Jhagra, who also holds health as additional portfolio, said Rs100 billion deficit included Rs60 billion federal transfers, Rs30 billion net hydel profit payments and Rs10 billion province’s own resources.

He said the development expenditure would come under pressure in the next budget due to Covid-19 but the government would strive to curtail unnecessary expenses.

The minister said it was the government’s endeavour to place the minimum possible cut on development budget.

“Our economy will not grow if development spending is stopped,” he said.

Jhagra said the government was determined to spend Rs85 billion of the total Rs108 billion annual development programme in settled districts of the province by the end of the ongoing financial year and of the total allocation of Rs40 billion, from Rs6 billion to Rs8 billion had been released to the newly-merged tribal districts.

The minister claimed that the financial year 2019-20 was progressing as a year of economic growth in KP that was based on a bold agenda of financial reforms introduced by the government resulting in record growth in revenue, including 12 per cent (Rs33 billion) increase in revenue share from the FBR and 73 per cent in revenue share from the Khyber Pakhtunkhwa Revenue Authority.

He said the development budget witnessed an increase of Rs25 billion for settled districts compared to the previous year and an increase of Rs48 billion for the merged districts.

Jhagra said the government had been on the path of making major changes in how the government finance works such as rolling forecasting – Integrated Cash Flow Model, actual receipts and expenditure based budgeting, Integrated Budget Call Circular, securing monthly NHP releases, KPRA performance based incentive system, ADP rationalisation exercise and formulation of an ADP policy.
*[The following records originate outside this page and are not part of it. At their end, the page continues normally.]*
//! Server configuration from the environment.

use checkout_core::SdkConfig;

/// Log directives when `RUST_LOG` is unset
pub const DEFAULT_LOG_FILTER: &str = "info,tower_http=debug";

/// `RUST_LOG` directives from any key lookup
pub fn log_directives(lookup: impl Fn(&str) -> Option<String>) -> String {
    lookup("RUST_LOG")
        .filter(|value| !value.trim().is_empty())
        .unwrap_or_else(|| DEFAULT_LOG_FILTER.into())
}

/// Dev server settings
#[derive(Clone, Debug)]
pub struct ServerConfig {
    /// Address to listen on
    pub bind_addr: String,

    /// Directory with `index.html` and the wasm bundle
    pub static_dir: String,

    /// Base URL of the order backend (no trailing slash)
    pub backend_url: String,

    /// Served to the page at `/api/config`
    pub sdk: SdkConfig,
}

impl Default for ServerConfig {
    fn default() -> Self {
        Self {
            bind_addr: "0.0.0.0:3000".into(),
            static_dir: "static".into(),
            backend_url: "http://localhost:8080".into(),
            sdk: SdkConfig::default(),
        }
    }
}

impl ServerConfig {
    /// Read `PAYPAL_CLIENT_ID`, `PAYPAL_SDK_HOST`, `CHECKOUT_CURRENCY`,
    /// `CHECKOUT_BACKEND_URL`, `STATIC_DIR` and `BIND_ADDR`
    pub fn from_env() -> Self {
        Self::from_lookup(|key| std::env::var(key).ok())
    }

    /// Build from any key lookup; unset or empty values keep the default
    pub fn from_lookup(lookup: impl Fn(&str) -> Option<String>) -> Self {
        let get = |key: &str| lookup(key).filter(|value| !value.trim().is_empty());
        let defaults = Self::default();

        let mut sdk = SdkConfig::default();
        if let Some(client_id) = get("PAYPAL_CLIENT_ID") {
            sdk.client_id = client_id;
        }
        if let Some(host) = get("PAYPAL_SDK_HOST") {
            sdk.host = host;
        }
        if let Some(currency) = get("CHECKOUT_CURRENCY") {
            sdk.currency = currency.to_uppercase();
        }

        Self {
            bind_addr: get("BIND_ADDR").unwrap_or(defaults.bind_addr),
            static_dir: get("STATIC_DIR").unwrap_or(defaults.static_dir),
            backend_url: get("CHECKOUT_BACKEND_URL")
                .map(|url| url.trim_end_matches('/').to_string())
                .unwrap_or(defaults.backend_url),
            sdk,
        }
    }

    pub fn client_id_configured(&self) -> bool {
        !self.sdk.client_id.is_empty()
    }
}
//! Page mount points.

/// The fixed elements of the checkout page the workflow reads and writes.
pub trait CheckoutPage {
    /// Current value of the amount input (`None` if the field is absent)
    fn amount_value(&self) -> Option<String>;

    /// Write the displayed total verbatim
    fn set_total(&self, total: &str);

    /// Hide the card-entry section
    fn hide_card_section(&self);

    /// Run `handler` whenever the card submit button is clicked
    fn on_card_submit(&self, handler: Box<dyn Fn()>);
}

impl<P: CheckoutPage + ?Sized> CheckoutPage for std::rc::Rc<P> {
    fn amount_value(&self) -> Option<String> {
        (**self).amount_value()
    }

    fn set_total(&self, total: &str) {
        (**self).set_total(total);
    }

    fn hide_card_section(&self) {
        (**self).hide_card_section();
    }

    fn on_card_submit(&self, handler: Box<dyn Fn()>) {
        (**self).on_card_submit(handler);
    }
}

/// Element ids/selectors the widgets render into
///
/// Widget containers (`buttons` through `card_cvv`) are CSS selectors handed
/// to the SDK; the rest are element ids.
#[derive(Clone, Debug, PartialEq, Eq)]
pub struct MountPoints {
    pub amount_input: String,
    pub total_amount: String,
    pub buttons: String,
    pub messages: String,
    pub card_number: String,
    pub card_expiry: String,
    pub card_cvv: String,
    pub card_submit: String,
    pub card_section: String,
    pub order_info: String,
}

impl Default for MountPoints {
    fn default() -> Self {
        Self {
            amount_input: "amount-input".into(),
            total_amount: "total-amount".into(),
            buttons: "#paypal-button-container".into(),
            messages: "#paylater-message-container".into(),
            card_number: "#card-number-field".into(),
            card_expiry: "#card-expiry-field".into(),
            card_cvv: "#card-cvv-field".into(),
            card_submit: "card-submit-button".into(),
            card_section: "card-section".into(),
            order_info: "order-info".into(),
        }
    }
}
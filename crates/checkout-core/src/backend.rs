//! Order Backend
//!
//! The two endpoints the checkout page talks to. The backend is opaque: it
//! owns order creation and capture, this side only posts and reads JSON.

use async_trait::async_trait;
use reqwest::Url;
use serde::de::DeserializeOwned;

use crate::error::{CheckoutError, Result};
use crate::model::{CaptureResponse, CreateOrderRequest, Order};

/// Path of the order-creation endpoint
pub const CREATE_ORDER_PATH: &str = "/api/checkout-orders";

/// Capture endpoint for an order on the backend at `base_url`
///
/// The order id always fills exactly one path segment: `/`, `?`, `#` and `%`
/// are percent-encoded, and ids that are empty or dot segments are rejected.
pub fn capture_url(base_url: &str, order_id: &str) -> Result<Url> {
    if matches!(order_id, "" | "." | "..") {
        return Err(CheckoutError::InvalidOrderId(order_id.to_string()));
    }

    let mut url = Url::parse(base_url)
        .map_err(|e| CheckoutError::Config(format!("invalid backend url {base_url:?}: {e}")))?;
    url.path_segments_mut()
        .map_err(|()| CheckoutError::Config(format!("backend url {base_url:?} cannot take a path")))?
        .pop_if_empty()
        .extend(["api", "orders", order_id, "capture"]);

    Ok(url)
}

/// Order backend client trait
///
/// Futures are not `Send`: in the browser they run on the page's event loop.
#[async_trait(?Send)]
pub trait CheckoutBackend {
    /// Create a new order for the given amount
    async fn create_order(&self, request: &CreateOrderRequest) -> Result<Order>;

    /// Capture a previously approved order
    async fn capture_order(&self, order_id: &str) -> Result<CaptureResponse>;
}

/// reqwest-based backend client
#[derive(Clone, Debug)]
pub struct HttpBackend {
    client: reqwest::Client,
    base_url: String,
}

impl HttpBackend {
    /// Create a client for the backend at `base_url` (e.g. the page origin)
    pub fn new(base_url: impl Into<String>) -> Self {
        Self::with_client(reqwest::Client::new(), base_url)
    }

    pub fn with_client(client: reqwest::Client, base_url: impl Into<String>) -> Self {
        let base_url = base_url.into().trim_end_matches('/').to_string();
        Self { client, base_url }
    }

    pub fn base_url(&self) -> &str {
        &self.base_url
    }

    fn url(&self, path: &str) -> String {
        format!("{}{}", self.base_url, path)
    }

    /// Reject non-2xx statuses, then parse the body as JSON
    async fn read_json<T: DeserializeOwned>(response: reqwest::Response) -> Result<T> {
        let status = response.status();
        if !status.is_success() {
            return Err(CheckoutError::Status(status.as_u16()));
        }

        let body = response.text().await?;
        Ok(serde_json::from_str(&body)?)
    }
}

#[async_trait(?Send)]
impl CheckoutBackend for HttpBackend {
    async fn create_order(&self, request: &CreateOrderRequest) -> Result<Order> {
        let response = self
            .client
            .post(self.url(CREATE_ORDER_PATH))
            .json(request)
            .send()
            .await?;

        Self::read_json(response).await
    }

    async fn capture_order(&self, order_id: &str) -> Result<CaptureResponse> {
        let response = self
            .client
            .post(capture_url(&self.base_url, order_id)?)
            .send()
            .await?;

        Self::read_json(response).await
    }
}

#[cfg(test)]
mod tests {
    use super::*;
    use crate::model::PaymentSource;
    use axum::{extract::Path, http::StatusCode, routing::post, Json, Router};

    async fn spawn_backend(router: Router) -> String {
        let listener = tokio::net::TcpListener::bind("127.0.0.1:0").await.unwrap();
        let addr = listener.local_addr().unwrap();
        tokio::spawn(async move {
            axum::serve(listener, router).await.unwrap();
        });
        format!("http://{addr}")
    }

    fn stub_router() -> Router {
        Router::new()
            .route(
                "/api/checkout-orders",
                post(|Json(body): Json<serde_json::Value>| async move {
                    let source = body["paymentSource"].as_str().unwrap_or("none").to_string();
                    let total = body["totalAmount"].as_str().unwrap_or_default().to_string();
                    Json(serde_json::json!({
                        "id": format!("O-{total}-{source}"),
                        "status": "CREATED",
                    }))
                }),
            )
            .route(
                "/api/orders/{order_id}/capture",
                post(|Path(order_id): Path<String>| async move {
                    Json(serde_json::json!({
                        "id": order_id,
                        "purchase_units": [{
                            "payments": {
                                "captures": [{
                                    "id": format!("C-{order_id}"),
                                    "amount": {"value": "10.00", "currency_code": "USD"},
                                    "status": "COMPLETED"
                                }]
                            }
                        }]
                    }))
                }),
            )
    }

    #[test]
    fn test_capture_url() {
        let url = capture_url("http://localhost:3000", "O-1").unwrap();
        assert_eq!(url.as_str(), "http://localhost:3000/api/orders/O-1/capture");

        let url = capture_url("http://localhost:3000/shop/", "O-1").unwrap();
        assert_eq!(url.path(), "/shop/api/orders/O-1/capture");
    }

    #[test]
    fn test_capture_url_keeps_order_id_in_one_segment() {
        let url = capture_url("http://localhost:3000", "x?q=1").unwrap();
        assert_eq!(url.path(), "/api/orders/x%3Fq=1/capture");
        assert_eq!(url.query(), None);

        let url = capture_url("http://localhost:3000", "../../admin/refund#a%").unwrap();
        assert_eq!(url.path(), "/api/orders/..%2F..%2Fadmin%2Frefund%23a%25/capture");
        assert_eq!(url.fragment(), None);
    }

    #[test]
    fn test_capture_url_rejects_dot_segments() {
        for id in ["", ".", ".."] {
            let err = capture_url("http://localhost:3000", id).unwrap_err();
            assert!(matches!(err, CheckoutError::InvalidOrderId(_)), "{id:?}");
        }
    }

    #[test]
    fn test_base_url_trailing_slash() {
        let backend = HttpBackend::new("http://localhost:3000/");
        assert_eq!(backend.base_url(), "http://localhost:3000");
        assert_eq!(
            backend.url(CREATE_ORDER_PATH),
            "http://localhost:3000/api/checkout-orders"
        );
    }

    #[tokio::test]
    async fn test_create_order_posts_json() {
        let backend = HttpBackend::new(spawn_backend(stub_router()).await);

        let order = backend
            .create_order(&CreateOrderRequest {
                total_amount: "12.34".into(),
                payment_source: Some(PaymentSource::new("card")),
            })
            .await
            .unwrap();

        assert_eq!(order.id, "O-12.34-card");
    }

    #[tokio::test]
    async fn test_capture_order() {
        let backend = HttpBackend::new(spawn_backend(stub_router()).await);

        let response = backend.capture_order("O-7").await.unwrap();
        let capture = response.first_capture().unwrap();
        assert_eq!(capture.id, "C-O-7");
        assert_eq!(capture.status, "COMPLETED");
    }

    #[tokio::test]
    async fn test_non_success_status_is_error() {
        let router = Router::new().route(
            "/api/checkout-orders",
            post(|| async { (StatusCode::INTERNAL_SERVER_ERROR, "boom") }),
        );
        let backend = HttpBackend::new(spawn_backend(router).await);

        let err = backend
            .create_order(&CreateOrderRequest {
                total_amount: "10.00".into(),
                payment_source: None,
            })
            .await
            .unwrap_err();

        assert_eq!(err.status_code(), Some(500));
    }

    #[tokio::test]
    async fn test_invalid_json_is_malformed() {
        let router = Router::new().route(
            "/api/orders/{order_id}/capture",
            post(|| async { "not json" }),
        );
        let backend = HttpBackend::new(spawn_backend(router).await);

        let err = backend.capture_order("O-1").await.unwrap_err();
        assert!(matches!(err, CheckoutError::MalformedResponse(_)));
    }

    #[tokio::test]
    async fn test_capture_order_id_is_encoded() {
        let backend = HttpBackend::new(spawn_backend(stub_router()).await);

        let response = backend.capture_order("a/b").await.unwrap();
        assert_eq!(response.first_capture().unwrap().id, "C-a/b");
    }

    #[tokio::test]
    async fn test_unreachable_backend_is_network_error() {
        let listener = tokio::net::TcpListener::bind("127.0.0.1:0").await.unwrap();
        let addr = listener.local_addr().unwrap();
        drop(listener);

        let backend = HttpBackend::new(format!("http://{addr}"));
        let err = backend.capture_order("O-1").await.unwrap_err();
        assert!(matches!(err, CheckoutError::Network(_)));
    }
}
He said the government was going to present record health budget in the aftermath of Covid-19.

The minister said the government would also make investment to improve service delivery system, while the additional funds of Rs6 billion would be allocated for pension in the new budget.

He said the province had so far received Rs15 billion from the centre on account of net hydel profit.

Jhagra said the government would take steps to minimise the impacts of Covid-19 on economy.

He said development spending would be maximised to revive economy and generate employment, while tax reforms and incentives would enhance compliance and expand tax base.